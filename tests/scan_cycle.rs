// tests/scan_cycle.rs
// Whole-cycle behaviour with an in-memory extractor and a recording notifier.

use std::collections::HashMap;
use std::sync::{Arc, Mutex};
use std::time::{Duration, Instant};

use advert_notifier::error::{FetchError, StoreError};
use advert_notifier::notify::format_message;
use advert_notifier::{
    AdvertRecord, AdvertStore, Extractor, Notifier, Scanner, SourceConfig, SqliteStore,
};
use tokio_util::sync::CancellationToken;

/// Serves fixed adverts per target; any target not listed fails to fetch.
#[derive(Default)]
struct StaticExtractor {
    pages: HashMap<String, Vec<AdvertRecord>>,
}

impl StaticExtractor {
    fn page(mut self, target: &str, adverts: Vec<AdvertRecord>) -> Self {
        self.pages.insert(target.to_string(), adverts);
        self
    }
}

#[async_trait::async_trait]
impl Extractor for StaticExtractor {
    async fn extract(&self, _portal: &str, target: &str) -> Result<Vec<AdvertRecord>, FetchError> {
        self.pages
            .get(target)
            .cloned()
            .ok_or_else(|| FetchError::Status {
                target: target.to_string(),
                status: reqwest::StatusCode::BAD_GATEWAY,
            })
    }
}

#[derive(Clone, Default)]
struct Recorder {
    sent: Arc<Mutex<Vec<String>>>,
}

impl Recorder {
    fn messages(&self) -> Vec<String> {
        self.sent.lock().unwrap().clone()
    }
}

#[async_trait::async_trait]
impl Notifier for Recorder {
    async fn send(&self, record: &AdvertRecord) -> bool {
        self.sent.lock().unwrap().push(format_message(record));
        true
    }
}

fn ad(portal: &str, id: &str, title: &str) -> AdvertRecord {
    AdvertRecord {
        source_id: portal.into(),
        external_id: id.into(),
        title: title.into(),
        url: format!("https://{portal}.example/{id}"),
        price: None,
    }
}

fn source(portal: &str, targets: &[&str]) -> SourceConfig {
    SourceConfig {
        portal: portal.into(),
        targets: targets.iter().map(|t| t.to_string()).collect(),
    }
}

fn scanner(
    sources: Vec<SourceConfig>,
    ex: StaticExtractor,
    store: SqliteStore,
    rec: &Recorder,
) -> Scanner {
    Scanner::new(sources, Box::new(ex), Box::new(store), Box::new(rec.clone()))
}

#[tokio::test]
async fn new_advert_is_stored_and_notified_once() {
    let rec = Recorder::default();
    let ex = StaticExtractor::default().page("t1", vec![ad("x", "1", "Desk")]);
    let s = scanner(
        vec![source("x", &["t1"])],
        ex,
        SqliteStore::open_in_memory().unwrap(),
        &rec,
    );

    let report = s.run_cycle().await;

    assert_eq!(report.adverts.notified, 1);
    assert_eq!(s.store().count().unwrap(), 1);
    assert!(s.store().exists("x", "1").unwrap());
    let msgs = rec.messages();
    assert_eq!(msgs.len(), 1);
    assert!(msgs[0].contains("Desk"));
}

#[tokio::test]
async fn already_stored_advert_is_not_notified() {
    let store = SqliteStore::open_in_memory().unwrap();
    store.insert(&ad("x", "1", "Desk")).unwrap();

    let rec = Recorder::default();
    let ex = StaticExtractor::default().page("t1", vec![ad("x", "1", "Desk")]);
    let s = scanner(vec![source("x", &["t1"])], ex, store, &rec);

    let report = s.run_cycle().await;

    assert_eq!(report.adverts.known, 1);
    assert_eq!(report.adverts.new_adverts(), 0);
    assert_eq!(s.store().count().unwrap(), 1);
    assert!(rec.messages().is_empty());
}

#[tokio::test]
async fn second_pass_over_same_content_is_silent() {
    let rec = Recorder::default();
    let ex = StaticExtractor::default()
        .page("t1", vec![ad("x", "1", "Desk"), ad("x", "2", "Chair")])
        .page("t2", vec![ad("y", "1", "Lamp")]);
    let s = scanner(
        vec![source("x", &["t1"]), source("y", &["t2"])],
        ex,
        SqliteStore::open_in_memory().unwrap(),
        &rec,
    );

    let first = s.run_cycle().await;
    let second = s.run_cycle().await;

    assert_eq!(first.adverts.notified, 3);
    assert_eq!(second.adverts.new_adverts(), 0);
    assert_eq!(second.adverts.known, 3);
    assert_eq!(s.store().count().unwrap(), 3);
    assert_eq!(rec.messages().len(), 3);
}

#[tokio::test]
async fn failing_target_does_not_stop_the_cycle() {
    let rec = Recorder::default();
    // "t1" is unknown to the extractor and fails to fetch
    let ex = StaticExtractor::default().page("t2", vec![ad("x", "7", "Bookshelf")]);
    let s = scanner(
        vec![source("x", &["t1", "t2"])],
        ex,
        SqliteStore::open_in_memory().unwrap(),
        &rec,
    );

    let report = s.run_cycle().await;

    assert_eq!(report.targets_scanned, 2);
    assert_eq!(report.targets_failed, 1);
    assert_eq!(report.adverts.notified, 1);
    assert!(rec.messages()[0].contains("Bookshelf"));
}

#[tokio::test]
async fn stop_during_wait_ends_loop_promptly() {
    let rec = Recorder::default();
    let ex = StaticExtractor::default().page("t1", vec![ad("x", "1", "Desk")]);
    let s = scanner(
        vec![source("x", &["t1"])],
        ex,
        SqliteStore::open_in_memory().unwrap(),
        &rec,
    );

    let token = CancellationToken::new();
    let stopper = token.clone();
    tokio::spawn(async move {
        tokio::time::sleep(Duration::from_secs(1)).await;
        stopper.cancel();
    });

    let started = Instant::now();
    let cycles = s.run_interval(Duration::from_secs(5), &token).await;

    assert_eq!(cycles, 1);
    assert!(
        started.elapsed() < Duration::from_secs(3),
        "loop took {:?}",
        started.elapsed()
    );
}

#[tokio::test]
async fn cancelled_before_start_runs_no_cycle() {
    let rec = Recorder::default();
    let s = scanner(
        vec![source("x", &["t1"])],
        StaticExtractor::default(),
        SqliteStore::open_in_memory().unwrap(),
        &rec,
    );
    let token = CancellationToken::new();
    token.cancel();
    assert_eq!(s.run_interval(Duration::from_secs(5), &token).await, 0);
}

/// Answers lookups but refuses every write, like a database on a full disk.
struct ReadOnlyStore;

impl AdvertStore for ReadOnlyStore {
    fn initialize(&self) -> Result<(), StoreError> {
        Ok(())
    }

    fn exists(&self, _: &str, _: &str) -> Result<bool, StoreError> {
        Ok(false)
    }

    fn insert(&self, _: &AdvertRecord) -> Result<(), StoreError> {
        Err(std::io::Error::other("disk full").into())
    }

    fn count(&self) -> Result<u64, StoreError> {
        Ok(0)
    }
}

#[tokio::test]
async fn unwritable_store_counts_failures_and_sends_nothing() {
    let rec = Recorder::default();
    let ex = StaticExtractor::default()
        .page("t1", vec![ad("x", "1", "Desk"), ad("x", "2", "Chair")]);
    let s = Scanner::new(
        vec![source("x", &["t1"])],
        Box::new(ex),
        Box::new(ReadOnlyStore),
        Box::new(rec.clone()),
    );

    let report = s.run_cycle().await;

    assert_eq!(report.adverts_seen, 2);
    assert_eq!(report.adverts.store_failed, 2);
    assert_eq!(report.adverts.new_adverts(), 0);
    assert!(rec.messages().is_empty());
}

→ **Task description**:
The listing above has to be repeated exactly, down to the last line.

→ **Worked solution**:
filename tests/scan_cycle.rs
// tests/scan_cycle.rs
// Whole-cycle behaviour with an in-memory extractor and a recording notifier.

use std::collections::HashMap;
use std::sync::{Arc, Mutex};
use std::time::{Duration, Instant};

use advert_notifier::error::{FetchError, StoreError};
use advert_notifier::notify::format_message;
use advert_notifier::{
    AdvertRecord, AdvertStore, Extractor, Notifier, Scanner, SourceConfig, SqliteStore,
};
use tokio_util::sync::CancellationToken;

/// Serves fixed adverts per target; any target not listed fails to fetch.
#[derive(Default)]
struct StaticExtractor {
    pages: HashMap<String, Vec<AdvertRecord>>,
}

impl StaticExtractor {
    fn page(mut self, target: &str, adverts: Vec<AdvertRecord>) -> Self {
        self.pages.insert(target.to_string(), adverts);
        self
    }
}

#[async_trait::async_trait]
impl Extractor for StaticExtractor {
    async fn extract(&self, _portal: &str, target: &str) -> Result<Vec<AdvertRecord>, FetchError> {
        self.pages
            .get(target)
            .cloned()
            .ok_or_else(|| FetchError::Status {
                target: target.to_string(),
                status: reqwest::StatusCode::BAD_GATEWAY,
            })
    }
}

#[derive(Clone, Default)]
struct Recorder {
    sent: Arc<Mutex<Vec<String>>>,
}

impl Recorder {
    fn messages(&self) -> Vec<String> {
        self.sent.lock().unwrap().clone()
    }
}

#[async_trait::async_trait]
impl Notifier for Recorder {
    async fn send(&self, record: &AdvertRecord) -> bool {
        self.sent.lock().unwrap().push(format_message(record));
        true
    }
}

fn ad(portal: &str, id: &str, title: &str) -> AdvertRecord {
    AdvertRecord {
        source_id: portal.into(),
        external_id: id.into(),
        title: title.into(),
        url: format!("https://{portal}.example/{id}"),
        price: None,
    }
}

fn source(portal: &str, targets: &[&str]) -> SourceConfig {
    SourceConfig {
        portal: portal.into(),
        targets: targets.iter().map(|t| t.to_string()).collect(),
    }
}

fn scanner(
    sources: Vec<SourceConfig>,
    ex: StaticExtractor,
    store: SqliteStore,
    rec: &Recorder,
) -> Scanner {
    Scanner::new(sources, Box::new(ex), Box::new(store), Box::new(rec.clone()))
}

#[tokio::test]
async fn new_advert_is_stored_and_notified_once() {
    let rec = Recorder::default();
    let ex = StaticExtractor::default().page("t1", vec![ad("x", "1", "Desk")]);
    let s = scanner(
        vec![source("x", &["t1"])],
        ex,
        SqliteStore::open_in_memory().unwrap(),
        &rec,
    );

    let report = s.run_cycle().await;

    assert_eq!(report.adverts.notified, 1);
    assert_eq!(s.store().count().unwrap(), 1);
    assert!(s.store().exists("x", "1").unwrap());
    let msgs = rec.messages();
    assert_eq!(msgs.len(), 1);
    assert!(msgs[0].contains("Desk"));
}

#[tokio::test]
async fn already_stored_advert_is_not_notified() {
    let store = SqliteStore::open_in_memory().unwrap();
    store.insert(&ad("x", "1", "Desk")).unwrap();

    let rec = Recorder::default();
    let ex = StaticExtractor::default().page("t1", vec![ad("x", "1", "Desk")]);
    let s = scanner(vec![source("x", &["t1"])], ex, store, &rec);

    let report = s.run_cycle().await;

    assert_eq!(report.adverts.known, 1);
    assert_eq!(report.adverts.new_adverts(), 0);
    assert_eq!(s.store().count().unwrap(), 1);
    assert!(rec.messages().is_empty());
}

#[tokio::test]
async fn second_pass_over_same_content_is_silent() {
    let rec = Recorder::default();
    let ex = StaticExtractor::default()
        .page("t1", vec![ad("x", "1", "Desk"), ad("x", "2", "Chair")])
        .page("t2", vec![ad("y", "1", "Lamp")]);
    let s = scanner(
        vec![source("x", &["t1"]), source("y", &["t2"])],
        ex,
        SqliteStore::open_in_memory().unwrap(),
        &rec,
    );

    let first = s.run_cycle().await;
    let second = s.run_cycle().await;

    assert_eq!(first.adverts.notified, 3);
    assert_eq!(second.adverts.new_adverts(), 0);
    assert_eq!(second.adverts.known, 3);
    assert_eq!(s.store().count().unwrap(), 3);
    assert_eq!(rec.messages().len(), 3);
}

#[tokio::test]
async fn failing_target_does_not_stop_the_cycle() {
    let rec = Recorder::default();
    // "t1" is unknown to the extractor and fails to fetch
    let ex = StaticExtractor::default().page("t2", vec![ad("x", "7", "Bookshelf")]);
    let s = scanner(
        vec![source("x", &["t1", "t2"])],
        ex,
        SqliteStore::open_in_memory().unwrap(),
        &rec,
    );

    let report = s.run_cycle().await;

    assert_eq!(report.targets_scanned, 2);
    assert_eq!(report.targets_failed, 1);
    assert_eq!(report.adverts.notified, 1);
    assert!(rec.messages()[0].contains("Bookshelf"));
}

#[tokio::test]
async fn stop_during_wait_ends_loop_promptly() {
    let rec = Recorder::default();
    let ex = StaticExtractor::default().page("t1", vec![ad("x", "1", "Desk")]);
    let s = scanner(
        vec![source("x", &["t1"])],
        ex,
        SqliteStore::open_in_memory().unwrap(),
        &rec,
    );

    let token = CancellationToken::new();
    let stopper = token.clone();
    tokio::spawn(async move {
        tokio::time::sleep(Duration::from_secs(1)).await;
        stopper.cancel();
    });

    let started = Instant::now();
    let cycles = s.run_interval(Duration::from_secs(5), &token).await;

    assert_eq!(cycles, 1);
    assert!(
        started.elapsed() < Duration::from_secs(3),
        "loop took {:?}",
        started.elapsed()
    );
}

#[tokio::test]
async fn cancelled_before_start_runs_no_cycle() {
    let rec = Recorder::default();
    let s = scanner(
        vec![source("x", &["t1"])],
        StaticExtractor::default(),
        SqliteStore::open_in_memory().unwrap(),
        &rec,
    );
    let token = CancellationToken::new();
    token.cancel();
    assert_eq!(s.run_interval(Duration::from_secs(5), &token).await, 0);
}

/// Answers lookups but refuses every write, like a database on a full disk.
struct ReadOnlyStore;

impl AdvertStore for ReadOnlyStore {
    fn initialize(&self) -> Result<(), StoreError> {
        Ok(())
    }

    fn exists(&self, _: &str, _: &str) -> Result<bool, StoreError> {
        Ok(false)
    }

    fn insert(&self, _: &AdvertRecord) -> Result<(), StoreError> {
        Err(std::io::Error::other("disk full").into())
    }

    fn count(&self) -> Result<u64, StoreError> {
        Ok(0)
    }
}

#[tokio::test]
async fn unwritable_store_counts_failures_and_sends_nothing() {
    let rec = Recorder::default();
    let ex = StaticExtractor::default()
        .page("t1", vec![ad("x", "1", "Desk"), ad("x", "2", "Chair")]);
    let s = Scanner::new(
        vec![source("x", &["t1"])],
        Box::new(ex),
        Box::new(ReadOnlyStore),
        Box::new(rec.clone()),
    );

    let report = s.run_cycle().await;

    assert_eq!(report.adverts_seen, 2);
    assert_eq!(report.adverts.store_failed, 2);
    assert_eq!(report.adverts.new_adverts(), 0);
    assert!(rec.messages().is_empty());
}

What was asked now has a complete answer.